Mais tarde, na época do florescimento das Taifas, criaram-se outra vez jardins reais, sumptuosos. É exemplo a Horta do Rei de Toledo, concebida por Ibn Wâfid (1007-1074), médico que se tornou agrónomo, a quem o soberano de Toledo, al-Ma’mun, encarrega de instalar e de dirigir na Várzea do Tejo, a montante da ponte de Alcântara: é aí que, influenciado pelos seus estudos de medicina e pela curiosidade experimental herdada de Galeno, Ibn Wâfid se entrega a diversas tentativas de aclimatação e mesmo de fecundação artificial.
Ou também a Horta do Rei de Sevilha, que o soberano al-Mu'tamid criou perto do seu palácio, confiando a responsabilidade técnica e botânica ao sevilhano Abû al-Khayr, que beneficia da experiência do toledano Ibn Bassâl, discípulo de Ibn Wâfid e refugiado em Sevilha depois de 1085.
Por fim, podemos evocar o agradável jardim ornamental e de ensaio, criado em 1066 pelo soberano Ibn al-Sumâdih, na magnífica Horta al-Sumadihiyya (Taifa de Almeria), graças à água desviada de uma mesquita; deste modo, com o apoio e competência do agrónomo granadino M. al-Tighnarî, que participou neste sucesso, tanto experimental como artístico, puderam ser aclimatadas, à volta de um lago, algumas espécies tropicais, como a bananeira e a cana-de-açúcar, na atmosfera quente da costa meridional de Espanha (Trillo San José, 2004).

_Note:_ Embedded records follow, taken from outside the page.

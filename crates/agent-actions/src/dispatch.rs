//! Envelope dispatch for the agent's action surface.
//!
//! The transport that carries messages between hub and agent is an
//! external collaborator; it routes `collect_large_file` envelopes here
//! and sends whatever this returns back to the hub.

use longhaul_protocol::{CollectLargeFileArgs, ErrorCode, Message, MessageType};
use tracing::debug;

/// Handles one `collect_large_file` request and produces the reply.
///
/// A request that carries no parsable arguments can never resolve a file,
/// so it is classified like an unresolvable path.
pub async fn handle_collect(msg: &Message) -> Message {
    if msg.msg_type != MessageType::CollectLargeFile {
        return msg.reply_error(
            ErrorCode::NotFound,
            format!("unexpected message type {:?}", msg.msg_type),
        );
    }

    let args: CollectLargeFileArgs = match msg.parse_payload() {
        Ok(Some(args)) => args,
        Ok(None) => {
            return msg.reply_error(ErrorCode::NotFound, "collect arguments missing");
        }
        Err(e) => {
            return msg.reply_error(ErrorCode::NotFound, format!("collect arguments malformed: {e}"));
        }
    };

    debug!(id = %msg.id, path = %args.path_spec, "dispatching collect action");

    match crate::execute(&args).await {
        Ok(result) => match msg.reply(MessageType::OperationResult, Some(&result)) {
            Ok(reply) => reply,
            Err(e) => msg.reply_error(ErrorCode::RemoteRejected, format!("encode result: {e}")),
        },
        Err(e) => msg.reply_error(e.code(), e.to_string()),
    }
}
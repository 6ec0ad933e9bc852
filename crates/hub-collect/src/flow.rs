//! Flow orchestration and its contract traits.
//!
//! The hosting server implements the three traits on top of its own
//! issuance client, agent transport, and persistence machinery. Using
//! traits keeps the flow logic decoupled from all of them and testable
//! with mocks.

use std::future::Future;
use std::pin::Pin;

use chrono::Utc;
use longhaul_protocol::{
    CollectLargeFileArgs, CollectLargeFileResult, ErrorCode, Fault, PathSpec, SignedUploadUrl,
};
use tracing::{error, info};
use uuid::Uuid;

use crate::FlowError;
use crate::types::CollectRecord;

/// Signed-URL issuance collaborator.
pub trait UrlIssuer: Send + Sync {
    /// Issues a writable URL for the eventual object, valid for at least
    /// the expected transfer duration. The flow never renews it.
    fn issue(
        &self,
        path_spec: &PathSpec,
        size_hint: Option<u64>,
    ) -> Pin<Box<dyn Future<Output = Result<SignedUploadUrl, FlowError>> + Send + '_>>;
}

/// Transport to the agent's collect action.
pub trait CollectDispatch: Send + Sync {
    /// Sends the action arguments to the agent and waits for its
    /// synchronous result.
    fn collect(
        &self,
        args: &CollectLargeFileArgs,
    ) -> Pin<Box<dyn Future<Output = Result<CollectLargeFileResult, FlowError>> + Send + '_>>;

    /// Returns the agent's unique identifier.
    fn client_id(&self) -> &str;
}

/// Persistence for the flow's durable output.
pub trait CollectStore: Send + Sync {
    fn persist(
        &self,
        record: &CollectRecord,
    ) -> Pin<Box<dyn Future<Output = Result<(), FlowError>> + Send + '_>>;
}

/// Server-side flow: issue a signed URL, fire the collect action on one
/// agent, persist the returned session handle.
///
/// Single invocation, no retry orchestration: if the action reports an
/// initiation failure the flow surfaces it terminally and never issues a
/// replacement URL. Once the record is persisted the flow does not monitor
/// the session further.
pub struct CollectLargeFileFlow<'a> {
    issuer: &'a dyn UrlIssuer,
    dispatch: &'a dyn CollectDispatch,
    store: &'a dyn CollectStore,
}

impl<'a> CollectLargeFileFlow<'a> {
    pub fn new(
        issuer: &'a dyn UrlIssuer,
        dispatch: &'a dyn CollectDispatch,
        store: &'a dyn CollectStore,
    ) -> Self {
        Self {
            issuer,
            dispatch,
            store,
        }
    }

    /// Runs the flow for one path specification.
    ///
    /// `size_hint` is forwarded to the issuance service when the caller
    /// already knows the file size.
    pub async fn run(
        &self,
        path_spec: PathSpec,
        size_hint: Option<u64>,
    ) -> Result<CollectRecord, FlowError> {
        if path_spec.is_empty() {
            return Err(FlowError::InvalidArgs("empty path specification".into()));
        }

        let agent = self.dispatch.client_id().to_string();

        let signed_url = self.issuer.issue(&path_spec, size_hint).await?;
        if signed_url.is_empty() {
            return Err(FlowError::Issuance("issuer returned an empty URL".into()));
        }

        let args = CollectLargeFileArgs::new(path_spec.clone(), signed_url);
        let result = match self.dispatch.collect(&args).await {
            Ok(r) => r,
            Err(e) => {
                error!(agent = %agent, path = %path_spec, error = %e, "collection failed to start");
                return Err(e);
            }
        };
        if result.session_uri.is_empty() {
            return Err(FlowError::Action(Fault::new(
                ErrorCode::RemoteRejected,
                "agent returned an empty session URI",
            )));
        }

        let record = CollectRecord {
            flow_id: Uuid::new_v4(),
            client_id: agent.clone(),
            path_spec,
            session_uri: result.session_uri,
            started_at: Utc::now(),
        };
        self.store.persist(&record).await?;

        info!(
            agent = %agent,
            flow = %record.flow_id,
            session = %record.session_uri,
            "collection started; session handle persisted"
        );
        Ok(record)
    }
}
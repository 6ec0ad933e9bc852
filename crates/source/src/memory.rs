use crate::{ByteSource, SourceError};

/// An in-memory byte source for fixtures and tests.
///
/// Seekable. The total length is reported by default but can be withheld
/// to exercise the unknown-length upload path.
pub struct MemorySource {
    data: Vec<u8>,
    pos: usize,
    report_len: bool,
}

impl MemorySource {
    pub fn new(data: impl Into<Vec<u8>>) -> Self {
        Self {
            data: data.into(),
            pos: 0,
            report_len: true,
        }
    }

    /// Hides the total length, as a stream of unknown size would.
    pub fn with_unknown_len(mut self) -> Self {
        self.report_len = false;
        self
    }
}

impl ByteSource for MemorySource {
    fn total_len(&self) -> Option<u64> {
        self.report_len.then_some(self.data.len() as u64)
    }

    fn read_chunk(&mut self, size: usize) -> Result<Vec<u8>, SourceError> {
        let end = (self.pos + size).min(self.data.len());
        let chunk = self.data[self.pos..end].to_vec();
        self.pos = end;
        Ok(chunk)
    }

    fn rewind(&mut self, offset: u64) -> Result<bool, SourceError> {
        if offset > self.data.len() as u64 {
            return Err(SourceError::Unreadable(format!(
                "rewind past end: {offset} > {}",
                self.data.len()
            )));
        }
        self.pos = offset as usize;
        Ok(true)
    }

    fn consumed(&self) -> u64 {
        self.pos as u64
    }
}
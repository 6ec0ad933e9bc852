//! Hub-side collect-large-file flow.
//!
//! The flow obtains a signed upload URL from the issuance service, fires
//! the collect action on one agent, and persists the returned session URI
//! as its durable output. The file's bytes never pass through the hub;
//! after the record is stored the session is tracked only out of band.

mod flow;
mod types;

pub use flow::{CollectDispatch, CollectLargeFileFlow, CollectStore, UrlIssuer};
pub use types::CollectRecord;

use longhaul_protocol::Fault;

/// Errors produced by the collect flow.
#[derive(Debug, thiserror::Error)]
pub enum FlowError {
    #[error("invalid arguments: {0}")]
    InvalidArgs(String),

    #[error("issuance failed: {0}")]
    Issuance(String),

    #[error("action failed: {0}")]
    Action(#[from] Fault),

    #[error("persistence failed: {0}")]
    Store(String),
}
use std::io::{Read, Seek, SeekFrom};
use std::path::Path;

use longhaul_protocol::PathSpec;
use tracing::debug;

use crate::{ByteSource, SourceError};

/// A local regular file resolved from a path specification.
///
/// Seekable, with the total length known up front.
#[derive(Debug)]
pub struct FileSource {
    file: std::fs::File,
    total: u64,
    consumed: u64,
    path: String,
}

impl FileSource {
    /// Resolves `spec` as a local filesystem path and opens it for reading.
    pub fn open(spec: &PathSpec) -> Result<Self, SourceError> {
        let path = Path::new(spec.as_str());
        let file = std::fs::File::open(path).map_err(|e| SourceError::from_io(spec.as_str(), e))?;
        let meta = file
            .metadata()
            .map_err(|e| SourceError::from_io(spec.as_str(), e))?;
        if !meta.is_file() {
            return Err(SourceError::Unreadable(format!(
                "{}: not a regular file",
                spec.as_str()
            )));
        }

        debug!(path = %spec, size = meta.len(), "opened file source");

        Ok(Self {
            file,
            total: meta.len(),
            consumed: 0,
            path: spec.as_str().to_string(),
        })
    }
}

impl ByteSource for FileSource {
    fn total_len(&self) -> Option<u64> {
        Some(self.total)
    }

    fn read_chunk(&mut self, size: usize) -> Result<Vec<u8>, SourceError> {
        let mut buf = vec![0u8; size];
        let mut filled = 0;
        // Fill the full chunk unless EOF cuts it short.
        while filled < size {
            let n = self
                .file
                .read(&mut buf[filled..])
                .map_err(|e| SourceError::from_io(&self.path, e))?;
            if n == 0 {
                break;
            }
            filled += n;
        }
        buf.truncate(filled);
        self.consumed += filled as u64;
        Ok(buf)
    }

    fn rewind(&mut self, offset: u64) -> Result<bool, SourceError> {
        self.file
            .seek(SeekFrom::Start(offset))
            .map_err(|e| SourceError::from_io(&self.path, e))?;
        self.consumed = offset;
        Ok(true)
    }

    fn consumed(&self) -> u64 {
        self.consumed
    }
}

Sublinhamos ainda que, no século XI, depois de Toledo, Sevilha tornou-se numa grande capital agrícola e num centro agronómico sem igual na Idade Média; este centro apoia-se num vasto território, o Aljarafe (al-Sharaf), próximo do mar e cobrindo 1650 km2 entre os rios Guadalquivir e Guadiana.
Aproveitando-se destas vantajosas potencialidades agrícolas e humanas que ilustres agrónomos sabem desenvolver, a Aljarafe adquire uma grande notoriedade em experimentação agronómica e em aclimatação de plantas importadas: é, a mesmo tempo, um mosaico de jardins de ensaios e uma imensa zona de exploração. E a grande maioria desses ensaios e observações pessoais consignadas nas obras dos agrónomos sevilhanos Ibn Hajjâj al-Ichbîlî (século XI) e Ibn al-'Awwâm (século XII) proveem de parcelas ajardinadas de Aljarafe. Em particular, os testes de aclimatação de espécies introduzidas neste sítio vão permitir a promoção da cultura da bananeira, da cana-de-açúcar, do algodoeiro, da romãzeira, da hena, da laranjeira-amarga, da tamareira, obtidas por fecundação artificial, de arroz e de açafrão: um tal desempenho obtido graças ao talento destes dois sábios agrónomos merece ser exaltada.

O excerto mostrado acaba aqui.